La condanna a carico del medico sarebbe arrivata poche ore fa dal Tribunale Civile del capoluogo lombardo. Il caso riguarda una donna affetta da sclerosi multipla che effettuò una visita presso lo stesso dottore nel 2012.
Il Tribunale Civile di Milano avrebbe emesso la sentenza poche ore fa, riporta Ansa. Secondo quanto emerso sulla vicenda di una donna oggi 35enne, la paziente si sarebbe sottoposta a una visita nel 2012 e il medico non le avrebbe prescritto un accertamento neurologico che, invece, avrebbe permesso di diagnosticare tempestivamente l’esordio della malattia.

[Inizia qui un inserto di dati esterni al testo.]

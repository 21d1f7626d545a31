#[derive(Debug, Clone, PartialEq, Eq)]
pub enum Command {
    Exit,
    Define(String),
    Empty,
}

/// Reads one prompt line. Anything that is not a command is looked up as is.
pub fn parse_command(line: &str) -> Command {
    let line = line.trim();
    let mut parts = line.split_ascii_whitespace();
    match parts.next() {
        None => Command::Empty,
        Some("exit" | "leave" | "quit" | "e" | "q" | "l") => Command::Exit,
        Some("define" | "find") => Command::Define(parts.collect::<Vec<&str>>().join(" ")),
        Some(_) => Command::Define(line.to_string()),
    }
}
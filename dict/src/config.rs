use std::env;

use dictionary::DICTIONARY_API_URL;

use crate::utilities::str_to_bool;

#[derive(Debug, Clone, PartialEq, Eq)]
pub struct Config {
    /// Base url the word is appended to.
    pub api_url: String,
    /// Print pages as JSON lines instead of text.
    pub json: bool,
}

impl Config {
    pub fn new() -> Self {
        Self::from_vars(|name| env::var(name).ok())
    }

    fn from_vars(var: impl Fn(&str) -> Option<String>) -> Self {
        let api_url = var("DICTIONARY_API_URL")
            .filter(|url| !url.trim().is_empty())
            .unwrap_or_else(|| DICTIONARY_API_URL.to_string());

        let json = var("DICTIONARY_JSON")
            .and_then(|value| str_to_bool(&value))
            .unwrap_or(false);

        Self { api_url, json }
    }

    /// Command line flags win over the environment.
    pub fn with_overrides(mut self, api_url: Option<String>, json: bool) -> Self {
        if let Some(api_url) = api_url {
            self.api_url = api_url;
        }
        self.json |= json;
        self
    }
}
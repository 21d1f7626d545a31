use dictionary::{capitalize, FlatDefinition, NotFoundError, WordPage};
use serde_json::json;

#[derive(Debug, Clone, Copy, PartialEq, Eq)]
pub enum OutputFormat {
    Text,
    Json,
}

pub fn print_page(page: &WordPage, format: OutputFormat) -> serde_json::Result<()> {
    match format {
        OutputFormat::Text => print!("{}", format_page(page)),
        OutputFormat::Json => println!("{}", serde_json::to_string(page)?),
    }
    Ok(())
}

pub fn print_not_found(word: &str, error: &NotFoundError, format: OutputFormat) {
    match format {
        OutputFormat::Text => {
            println!("No definitions found for {word:?}. {}", error.message);
            if let Some(resolution) = &error.resolution {
                println!("  {resolution}");
            }
        }
        OutputFormat::Json => println!("{}", not_found_json(word, error)),
    }
}

fn not_found_json(word: &str, error: &NotFoundError) -> serde_json::Value {
    json!({
        "word": capitalize(word),
        "notFound": true,
        "title": error.title,
        "message": error.message,
        "resolution": error.resolution,
    })
}

pub fn format_page(page: &WordPage) -> String {
    if page.is_empty() {
        return format!("No definitions found for {:?}.\n", page.word);
    }
    let mut lines = vec![page.word.clone()];
    for group in &page.data {
        let label = if group.part_of_speech.is_empty() {
            "(unclassified)"
        } else {
            group.part_of_speech.as_str()
        };
        lines.push(format!("  {label}"));
        for definition in &group.definitions {
            definition_lines(&mut lines, definition);
        }
    }
    lines.push(String::new());
    lines.join("\n")
}

fn definition_lines(lines: &mut Vec<String>, definition: &FlatDefinition) {
    let pronunciation = match (&definition.phonetic, &definition.phonetic_audio) {
        (Some(phonetic), Some(audio)) => format!("{phonetic} [{audio}] "),
        (Some(phonetic), None) => format!("{phonetic} "),
        (None, _) => String::new(),
    };
    lines.push(format!("    {pronunciation}{}", definition.definition));
    if let Some(example) = &definition.example {
        lines.push(format!("      example: {example}"));
    }
    if !definition.synonyms.is_empty() {
        lines.push(format!("      synonyms: {}", definition.synonyms.join(", ")));
    }
    if !definition.antonyms.is_empty() {
        lines.push(format!("      antonyms: {}", definition.antonyms.join(", ")));
    }
}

La donna avrebbe ricevuto una diagnosi soltanto due anni più tardi, nel 2014, quando la sua condizione avrebbe ormai superato la soglia di potenziale intervento per rallentarne l’evoluzione.
Secondo quanto stabilito dal Tribunale, la donna dovrà essere risarcita dal medico per un importo di 830mila euro.
Oggi sarebbe costretta su una sedia a rotelle, bisognosa di assistenza costante, e il suo grado di invalidità avrebbe raggiunto l’80%.
Una condizione che, secondo le valutazioni intervenute e poi cristallizzate nella decisione dei giudici, si sarebbe concretizzata 20 anni più tardi se le fossero stati prescritti esami più approfonditi come quello di un accertamento neurologico.
La 35enne avrebbe subito un danno “certo”, secondo il Tribunale del capoluogo lombardo, ed è per questo che avrebbe condannato il medico di base al pagamento di un risarcimento che sfiora il milione di euro.
Secondo quanto stabilito in sentenza, a carico del medico sarebbe stato riconosciuto un “colpevole ritardo diagnostico” dovuto al suo ritenere inopportuna ogni ulteriore indagine sui problemi descritti dalla paziente – che avrebbe lamentato insensibilità di una parte del corpo -, addirittura ascrivendo la condizione alla cornice di una “dubbia simulazione”.
Il ritardo nella diagnosi avrebbe prodotto danni irreparabili alla paziente, portandola a seguire tardivamente un percorso terapeutico che, secondo i giudici, se avviato in tempo avrebbe rallentato la malattia permettendole di mantenere una invalidità del 15% per almeno 10 anni.
Con una diagnosi tempestiva, stando a quanto rilevato dalla giustizia che ha condannato il medico di base al risarcimento, ne sarebbero passati almeno altri 10 prima che la paziente arrivasse a essere invalida all’80%.